-A CENSURA E A INQUISIÇÃO(em Portugal).
PADRE ANTÓNIO VIEIRA.
O MITO DO V IMPÉRIO-
-Fleming de Oliveira-
Após a
Restauração (1640), D. João IV, tentou através do Pe. António Vieira, entre
outros, repor Portugal na sua antiga grandeza, nomeando-o Procurador Régio e
aceitando-o como homem de confiança.
Não
vai demorar muito tempo que o Pe. António Vieira gize um plano de recuperação económica
do País, através do incremento do comércio, que passava pela abolição das
distinções entre cristãos novos e cristãos velhos, com o objetivo de se
atraírem capitais de judeus expulsos no século XVI e refugiados na Europa. Esta
política foi prontamente combatida pela nobreza, ciosa dos privilégios, e por
ordens religiosas, como os Dominicanos, que não aceitavam a aproximação aos
judeus. Os próprios jesuítas (nesta fase), também não se identificaram com
Vieira, que obtivera o valimento real à margem da respetiva Ordem, além de que
as suas teorias eram aptas a concitar rancores contra ela.
D.
João IV, impediu o seu regresso compulsivo ao Brasil a pedido dos jesuítas, e o
Pe. Vieira perante a expulsão, não concretizada, arriscava-se a ficar sujeito
ao Santo Ofício. Mas a Inquisição não desistiu, continuou a persegui-lo
obstinadamente, pois Vieira não abdicou de defender os cristãos novos, seja no
púlpito ou em petições.
Enviado
pelo Rei a França e Holanda, em 1646, Vieira contactou com descendentes de comerciantes
judeus, expulsos no tempo de D. Manuel, que se revelaram interessados em
investir em Portugal. Mas a Inquisição estava vigilante. Há muito, que o Pe. Vieira
escrevia em segredo sobre o V Império, inspirado por antigas profecias
bíblicas, com as quais o nosso Bandarra, também se vai identificar e divulgar
na literatura de cordel e contadores de histórias. Era o velho sonho de
devolver a Portugal à grandeza perdida.
Estudando
as Escrituras, os textos de Santos e Doutores da Igreja, o Pe. António Vieira
convenceu-se (?) que o Imperador que Jesus havia prometido ao0 mundo, só
poderia ser português. Perdida a esperança no regresso do Encoberto (personalizado por D. Sebastião), Vieira na linha da
linguagem esotérica e vaga das profecias bíblicas, virou-se para D. João IV,
Imperador de um V Império temporal e espiritual, tendo Portugal como guia para
se acabarem as seitas de infiéis, se reformular a cristandade e estabelecer a
Paz.
As
teses de Vieira foram evoluindo, mas o V Império necessitaria, para vingar, de dispor de real poderio, só
potenciado (eventualmente), por uma aliança fruto de casamento entre o príncipe herdeiro português e a herdeira do
trono de Castela. Mas Castela descrê da ideia, pois não esquecia o tempo em que
o Pe. Vieira tinha andado pela Europa a intrigar contra ela.
Perante
o malogro do projeto, os inimigos do jesuíta começaram a conspirar junto de D.

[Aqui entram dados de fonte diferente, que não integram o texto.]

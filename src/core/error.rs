use thiserror::Error;
use crate::models::{SkillId, UserId};
use crate::services::LedgerError;

/// Errors surfaced by the matching engine
#[derive(Debug, Error)]
pub enum MatchError {
    /// The user has neither offered nor wanted skills; callers should
    /// show onboarding instead of an empty match list
    #[error("user {user_id} has not declared any skills")]
    NoDeclaredSkills { user_id: UserId },

    /// A ledger read failed; the caller decides whether to retry
    #[error("skill ledger unavailable: {0}")]
    LedgerUnavailable(#[from] LedgerError),

    /// A declaration points at a skill id missing from the skills table
    #[error("user {user_id} declares unknown skill {skill_id}")]
    InconsistentSkillReference { user_id: UserId, skill_id: SkillId },
}

impl MatchError {
    pub fn is_retryable(&self) -> bool {
        match self {
            MatchError::LedgerUnavailable(e) => e.is_retryable(),
            _ => false,
        }
    }
}
use config::{Config, ConfigError, Environment, File};
use serde::Deserialize;
use std::path::Path;
use crate::models::ScoringWeights;
use crate::services::{PoolOptions, RestTables};

const ENV_PREFIX: &str = "SKILLSWAP";

/// Application configuration
#[derive(Debug, Clone, Deserialize)]
pub struct Settings {
    pub server: ServerSettings,
    #[serde(default)]
    pub ledger: LedgerSettings,
    #[serde(default)]
    pub rest: RestSettings,
    #[serde(default)]
    pub database: DatabaseSettings,
    #[serde(default)]
    pub matching: MatchingSettings,
    #[serde(default)]
    pub scoring: ScoringSettings,
    #[serde(default)]
    pub logging: LoggingSettings,
}

#[derive(Debug, Clone, Deserialize)]
pub struct ServerSettings {
    pub host: String,
    pub port: u16,
    pub workers: Option<usize>,
}

/// Which ledger backend serves reads and writes
#[derive(Debug, Clone, Copy, Default, PartialEq, Eq, Deserialize)]
#[serde(rename_all = "lowercase")]
pub enum LedgerBackend {
    #[default]
    Rest,
    Postgres,
    Memory,
}

#[derive(Debug, Clone, Default, Deserialize)]
pub struct LedgerSettings {
    #[serde(default)]
    pub backend: LedgerBackend,
}

#[derive(Debug, Clone, Deserialize)]
pub struct RestSettings {
    pub endpoint: String,
    #[serde(default)]
    pub api_key: String,
    pub timeout_secs: Option<u64>,
    pub page_size: Option<usize>,
    #[serde(default)]
    pub tables: RestTables,
}

impl Default for RestSettings {
    fn default() -> Self {
        Self {
            endpoint: "http://localhost:54321".to_string(),
            api_key: String::new(),
            timeout_secs: None,
            page_size: None,
            tables: RestTables::default(),
        }
    }
}

#[derive(Debug, Clone, Default, Deserialize)]
pub struct DatabaseSettings {
    #[serde(default)]
    pub url: String,
    pub max_connections: Option<u32>,
    pub min_connections: Option<u32>,
    pub acquire_timeout_secs: Option<u64>,
    pub idle_timeout_secs: Option<u64>,
    #[serde(default)]
    pub run_migrations: bool,
}

impl DatabaseSettings {
    pub fn pool_options(&self) -> PoolOptions {
        let defaults = PoolOptions::default();
        PoolOptions {
            max_connections: self.max_connections.unwrap_or(defaults.max_connections),
            min_connections: self.min_connections.unwrap_or(defaults.min_connections),
            acquire_timeout_secs: self.acquire_timeout_secs.unwrap_or(defaults.acquire_timeout_secs),
            idle_timeout_secs: self.idle_timeout_secs.unwrap_or(defaults.idle_timeout_secs),
            run_migrations: self.run_migrations,
        }
    }
}

#[derive(Debug, Clone, Default, Deserialize)]
pub struct MatchingSettings {
    pub default_limit: Option<u16>,
    pub max_limit: Option<u16>,
    pub max_concurrent_reads: Option<usize>,
}

#[derive(Debug, Clone, Default, Deserialize)]
pub struct ScoringSettings {
    #[serde(default)]
    pub weights: WeightsConfig,
}

#[derive(Debug, Clone, Deserialize)]
pub struct WeightsConfig {
    #[serde(default = "default_floor")]
    pub floor: u8,
    #[serde(default = "default_category_bonus")]
    pub category_bonus: u8,
    #[serde(default = "default_overlap_bonus")]
    pub overlap_bonus: u8,
    #[serde(default = "default_overlap_cap")]
    pub overlap_cap: u8,
    #[serde(default = "default_rating_bonus")]
    pub rating_bonus: u8,
    #[serde(default = "default_swaps_bonus")]
    pub swaps_bonus: u8,
    #[serde(default = "default_swaps_saturation")]
    pub swaps_saturation: u32,
}

impl Default for WeightsConfig {
    fn default() -> Self {
        Self {
            floor: default_floor(),
            category_bonus: default_category_bonus(),
            overlap_bonus: default_overlap_bonus(),
            overlap_cap: default_overlap_cap(),
            rating_bonus: default_rating_bonus(),
            swaps_bonus: default_swaps_bonus(),
            swaps_saturation: default_swaps_saturation(),
        }
    }
}

impl From<&WeightsConfig> for ScoringWeights {
    fn from(w: &WeightsConfig) -> Self {
        ScoringWeights {
            floor: w.floor,
            category_bonus: w.category_bonus,
            overlap_bonus: w.overlap_bonus,
            overlap_cap: w.overlap_cap,
            rating_bonus: w.rating_bonus,
            swaps_bonus: w.swaps_bonus,
            swaps_saturation: w.swaps_saturation,
        }
    }
}

fn default_floor() -> u8 { 80 }
fn default_category_bonus() -> u8 { 5 }
fn default_overlap_bonus() -> u8 { 2 }
fn default_overlap_cap() -> u8 { 6 }
fn default_rating_bonus() -> u8 { 5 }
fn default_swaps_bonus() -> u8 { 5 }
fn default_swaps_saturation() -> u32 { 20 }

#[derive(Debug, Clone, Deserialize)]
pub struct LoggingSettings {
    #[serde(default = "default_log_level")]
    pub level: String,
    #[serde(default = "default_log_format")]
    pub format: String,
}

impl Default for LoggingSettings {
    fn default() -> Self {
        Self {
            level: default_log_level(),
            format: default_log_format(),
        }
    }
}

fn default_log_level() -> String { "info".to_string() }
fn default_log_format() -> String { "json".to_string() }

impl Settings {
    /// Load configuration from file and environment variables
    ///
    /// Configuration is loaded in the following order (later overrides earlier):
    /// 1. Default values in the struct
    /// 2. Configuration file (config/default.toml)
    /// 3. Local overrides (config/local.toml)
    /// 4. Environment variables (prefixed with SKILLSWAP__)
    /// 5. Hosted backend variables (SUPABASE_URL, SUPABASE_SERVICE_KEY, DATABASE_URL)
    pub fn load() -> Result<Self, ConfigError> {
        let settings = Config::builder()
            .add_source(File::with_name("config/default").required(false))
            .add_source(File::with_name("config/local").required(false))
            // e.g., SKILLSWAP__SERVER__PORT -> server.port
            .add_source(environment())
            .build()?;

        with_backend_overrides(settings)?.try_deserialize()
    }

    /// Load configuration from a custom path
    pub fn load_from<P: AsRef<Path>>(path: P) -> Result<Self, ConfigError> {
        let settings = Config::builder()
            .add_source(File::from(path.as_ref()))
            .add_source(environment())
            .build()?;

        with_backend_overrides(settings)?.try_deserialize()
    }

    pub fn scoring_weights(&self) -> ScoringWeights {
        ScoringWeights::from(&self.scoring.weights)
    }

    /// Limit used when a request does not ask for one
    pub fn default_limit(&self) -> u16 {
        self.matching.default_limit.unwrap_or(20).clamp(1, self.max_limit())
    }

    pub fn max_limit(&self) -> u16 {
        self.matching.max_limit.unwrap_or(100).max(1)
    }
}

fn environment() -> Environment {
    Environment::with_prefix(ENV_PREFIX)
        .prefix_separator("__")
        .separator("__")
        .try_parsing(true)
}

/// Apply the variables the hosted backend hands out
///
/// These take precedence over the prefixed ones so a stock `.env` from the
/// hosting dashboard works unchanged.
fn with_backend_overrides(settings: Config) -> Result<Config, ConfigError> {
    use std::env;

    let mut builder = Config::builder().add_source(settings);

    if let Ok(endpoint) = env::var("SUPABASE_URL") {
        builder = builder.set_override("rest.endpoint", endpoint)?;
    }
    if let Ok(api_key) = env::var("SUPABASE_SERVICE_KEY") {
        builder = builder.set_override("rest.api_key", api_key)?;
    }
    if let Ok(database_url) = env::var("DATABASE_URL") {
        builder = builder.set_override("database.url", database_url)?;
    }

    builder.build()
}

#[cfg(test)]
mod tests {
    use super::*;
    use config::FileFormat;

    fn from_toml(source: &str) -> Settings {
        Config::builder()
            .add_source(File::from_str(source, FileFormat::Toml))
            .build()
            .unwrap()
            .try_deserialize()
            .unwrap()
    }

    #[test]
    fn test_default_weights() {
        let weights = ScoringWeights::from(&WeightsConfig::default());
        assert_eq!(weights, ScoringWeights::default());
    }

    #[test]
    fn test_default_logging() {
        let logging = LoggingSettings::default();
        assert_eq!(logging.level, "info");
        assert_eq!(logging.format, "json");
    }

    #[test]
    fn test_minimal_file_fills_defaults() {
        let settings = from_toml(
            r#"
            [server]
            host = "127.0.0.1"
            port = 9000
            "#,
        );

        assert_eq!(settings.ledger.backend, LedgerBackend::Rest);
        assert_eq!(settings.default_limit(), 20);
        assert_eq!(settings.max_limit(), 100);
        assert_eq!(settings.rest.tables.user_skills, "user_skills");
        assert!(!settings.database.run_migrations);
    }

    #[test]
    fn test_backend_and_partial_weights() {
        let settings = from_toml(
            r#"
            [server]
            host = "0.0.0.0"
            port = 8080

            [ledger]
            backend = "postgres"

            [matching]
            default_limit = 500
            max_limit = 50

            [scoring.weights]
            floor = 70
            "#,
        );

        assert_eq!(settings.ledger.backend, LedgerBackend::Postgres);
        assert_eq!(settings.default_limit(), 50);

        let weights = settings.scoring_weights();
        assert_eq!(weights.floor, 70);
        assert_eq!(weights.category_bonus, 5);
    }

    #[test]
    fn test_pool_options_fall_back_to_defaults() {
        let database = DatabaseSettings {
            max_connections: Some(3),
            ..DatabaseSettings::default()
        };
        let options = database.pool_options();
        assert_eq!(options.max_connections, 3);
        assert_eq!(options.min_connections, PoolOptions::default().min_connections);
    }
}
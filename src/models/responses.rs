use serde::{Deserialize, Serialize};
use crate::models::domain::{MatchListing, Skill, SkillDeclaration, SwapRequest, UserId};

/// Response for find matches endpoint
#[derive(Debug, Clone, Serialize, Deserialize)]
pub struct FindMatchesResponse {
    pub matches: Vec<MatchListing>,
    pub stats: MatchStats,
    /// Set when the user has not declared any skills yet
    pub onboarding: bool,
    pub total_candidates: usize,
    pub skipped_references: usize,
}

/// Summary figures shown above the match list
#[derive(Debug, Clone, Default, PartialEq, Serialize, Deserialize)]
pub struct MatchStats {
    pub total: usize,
    pub average_compatibility: u8,
    pub perfect_matches: usize,
}

impl MatchStats {
    pub fn from_matches(matches: &[MatchListing]) -> Self {
        if matches.is_empty() {
            return Self::default();
        }

        let sum: u32 = matches
            .iter()
            .map(|m| m.candidate.compatibility_score as u32)
            .sum();
        let average = (sum as f64 / matches.len() as f64).round() as u8;

        Self {
            total: matches.len(),
            average_compatibility: average,
            perfect_matches: matches
                .iter()
                .filter(|m| m.candidate.compatibility_score >= 90)
                .count(),
        }
    }
}

/// Health check response
#[derive(Debug, Clone, Serialize, Deserialize)]
pub struct HealthResponse {
    pub status: String,
    pub version: String,
    pub timestamp: chrono::DateTime<chrono::Utc>,
}

/// Error response
#[derive(Debug, Clone, Serialize, Deserialize)]
pub struct ErrorResponse {
    pub error: String,
    pub message: String,
    pub status_code: u16,
    #[serde(default)]
    pub retryable: bool,
}

/// Declare skill response
#[derive(Debug, Clone, Serialize, Deserialize)]
pub struct DeclareSkillResponse {
    pub declaration: SkillDeclaration,
}

/// Remove skill response
#[derive(Debug, Clone, Serialize, Deserialize)]
pub struct RemoveSkillResponse {
    pub removed: bool,
}

/// Swap request response
#[derive(Debug, Clone, Serialize, Deserialize)]
pub struct SwapRequestResponse {
    pub request: SwapRequest,
}

/// A user's declared skills, grouped by direction
#[derive(Debug, Clone, Serialize, Deserialize)]
pub struct UserSkillsResponse {
    #[serde(rename = "userId")]
    pub user_id: UserId,
    pub offered: Vec<Skill>,
    pub wanted: Vec<Skill>,
}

João IV, que acabou por não se opor a sua partida para o Maranhão, no complemento
de insistências da Companhia de Jesus.
No Maranhão,
o Pe. António Vieira vai deparar com um cenário de caos moral, colonos
dissolutos e impiedosos, apenas preocupados com o enriquecimento rápido e sem
regras. Os índios escravizados, viviam na maior das opressões e terror,
morrendo às catadupas de doenças e maus tratos.
Mas a
sua intervenção viria a suscitar ódios, tanto por parte das autoridades, como
dos colonos, de nada adiantando as exposições e relatórios dos abusos que
presenciava e ia elaborando para Lisboa. Embora a Companhia de Jesus, no Brasil,
lhe tivesse mesmo assim dado algum apoio, nada pode fazer, de prático, contra
os interesses instalados. Os índios fugiam para o sertão, enquanto que de
África chegavam navios carregados de negros, em quantidades inenarráveis.
Vieira,
decidiu vir a Portugal convencer o Rei a por termo ao descalabro moral e social
em que o Brasil vivia, não sem antes proferir na Catedral de S. Luís do
Maranhão, o célebre Sermão de Santo
António aos Peixes.
D. João IV, já
doente, reconhecendo o seu sentido de justiça e carácter, decidiu no sentido de
os jesuítas passarem a ter a inteira e exclusiva jurisdição sobre os índios do
Brasil, pelo que doravante, as autoridades locais não tiveram mais direito de
intervir na missionarização, e jamais poderiam submeter os índios à
escravatura. Os rancores dos colonos e coronéis roceiros acentuaram-se contra a
Companhia de Jesus e contra o Pe.
Vieira. Ao continuar a assistir ao desembarque em massa de escravos na Baía,
Vieira não calou o protesto, passando os Jesuítas a ser acusados de impedir o
desenvolvimento económico do Brasil.
Em meados de 1661,
os colonos do Maranhão e de Belém, assaltaram instalações da Companhia de Jesus
e decidiram expulsar os jesuítas para Lisboa. Quando Vieira desembarcou em
Lisboa, descalço e esfarrapado, D.
João IV havia falecido (sendo regente D. Luísa de Gusmão), e soube que na Inquisição
dera entrada nova denúncia contra si. Vieira defendeu-se vigorosamente das
acusações que formulavam os emissários, vindos ad-hoc do Brasil.
D. Luísa de Gusmão
ainda apoiou o Padre Vieira, e substituiu o Governador do Pará e Maranhão. As
notícias que chegavam, davam conta de caçadas aos índios para os transformar em
escravos.
O Pe. Vieira foi
reentrando na política, conseguindo a expulsão do país do grupo que envolvia o inapto
Príncipe D. Afonso, herdeiro do trono.
Objeto de
retaliação, foi desterrado para o Porto, após D. Luísa de Gusmão passar a
governação do Reino ao príncipe herdeiro. Nas malhas da Inquisição, o Pe. António
Vieira foi pronunciado, enviado para as instalações da Companhia de Jesus em
Coimbra e negada a possibilidade de regressar ao Brasil. Novas denúncias, deram
entrada na Inquisição, que o mandou recolher ao cárcere. O Pe. António Vieira
continuava acusado da ilegítima defesa
dos Cristãos Novos e de promover teorias heréticas sobre o V Império.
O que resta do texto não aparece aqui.